* _Source data_:
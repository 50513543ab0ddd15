//! High-level driver API for the QMC5883L
//!
//! This module provides the user-facing interface to the QMC5883L,
//! handling configuration, status polling, and measurement reading.
//!
//! ## Cached state vs. device truth
//!
//! The driver caches exactly one piece of configuration: the update rate
//! most recently written by `start_measurement`, because the conversion
//! cycle time depends on it and the device offers no cheaper way to get
//! it back. Everything else is read fresh from the device on each call:
//! `is_continuous_mode`, `is_standby`, `status`, and `is_data_ready`
//! always reflect the hardware, even if something else reconfigured it
//! behind the driver's back.

use crate::registers::{Qmc5883l as RegisterDevice, REG_DATA_XOUT_L, REG_TEMP_OUT_L};
use crate::sensors::{Axis, FieldRange, MagConfig, StatusFlags, UpdateRate};
use crate::{Error, CHIP_ID_VALUE};

// Only import RegisterInterface when not using async feature
#[cfg(not(feature = "async"))]
use device_driver::RegisterInterface;

/// Magnetometer data (raw 16-bit values)
///
/// Raw signed counts proportional to the magnetic field. Use
/// [`MagData::to_microteslas`] with the configured [`FieldRange`] to get
/// physical values.
#[derive(Debug, Clone, Copy, PartialEq, Eq)]
#[cfg_attr(feature = "defmt", derive(defmt::Format))]
pub struct MagData {
    /// X-axis magnetic field (raw)
    pub x: i16,
    /// Y-axis magnetic field (raw)
    pub y: i16,
    /// Z-axis magnetic field (raw)
    pub z: i16,
}

impl MagData {
    /// Convert raw counts to microteslas for the given field range
    ///
    /// 1 Gauss = 100 µT.
    #[must_use]
    pub fn to_microteslas(self, range: FieldRange) -> crate::sensors::MagDataUT {
        let scale = 100.0 / range.lsb_per_gauss();
        crate::sensors::MagDataUT {
            x: f32::from(self.x) * scale,
            y: f32::from(self.y) * scale,
            z: f32::from(self.z) * scale,
        }
    }
}

/// Main driver for the QMC5883L
pub struct Qmc5883lDriver<I> {
    device: RegisterDevice<I>,
    /// Rate most recently applied via `start_measurement`; None until then
    update_rate: Option<UpdateRate>,
    // Scratch buffers reused across reads to avoid per-call allocation.
    // Exclusively owned by the driver, never handed out.
    buf_2: [u8; 2],
    buf_6: [u8; 6],
}

impl<I> Qmc5883lDriver<I> {
    /// Create a new QMC5883L driver instance
    ///
    /// Performs no bus access. Call [`init`](Self::init) before taking
    /// measurements.
    pub fn new(interface: I) -> Self {
        Self {
            device: RegisterDevice::new(interface),
            update_rate: None,
            buf_2: [0; 2],
            buf_6: [0; 6],
        }
    }

    /// Consume the driver and return the bus interface
    pub fn release(self) -> I {
        self.device.interface
    }
}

* _Task to complete_:
Which lines above hold the string "MagDataUT"? Please copy all of them.

* _Expected answer_:
    pub fn to_microteslas(self, range: FieldRange) -> crate::sensors::MagDataUT {
        crate::sensors::MagDataUT {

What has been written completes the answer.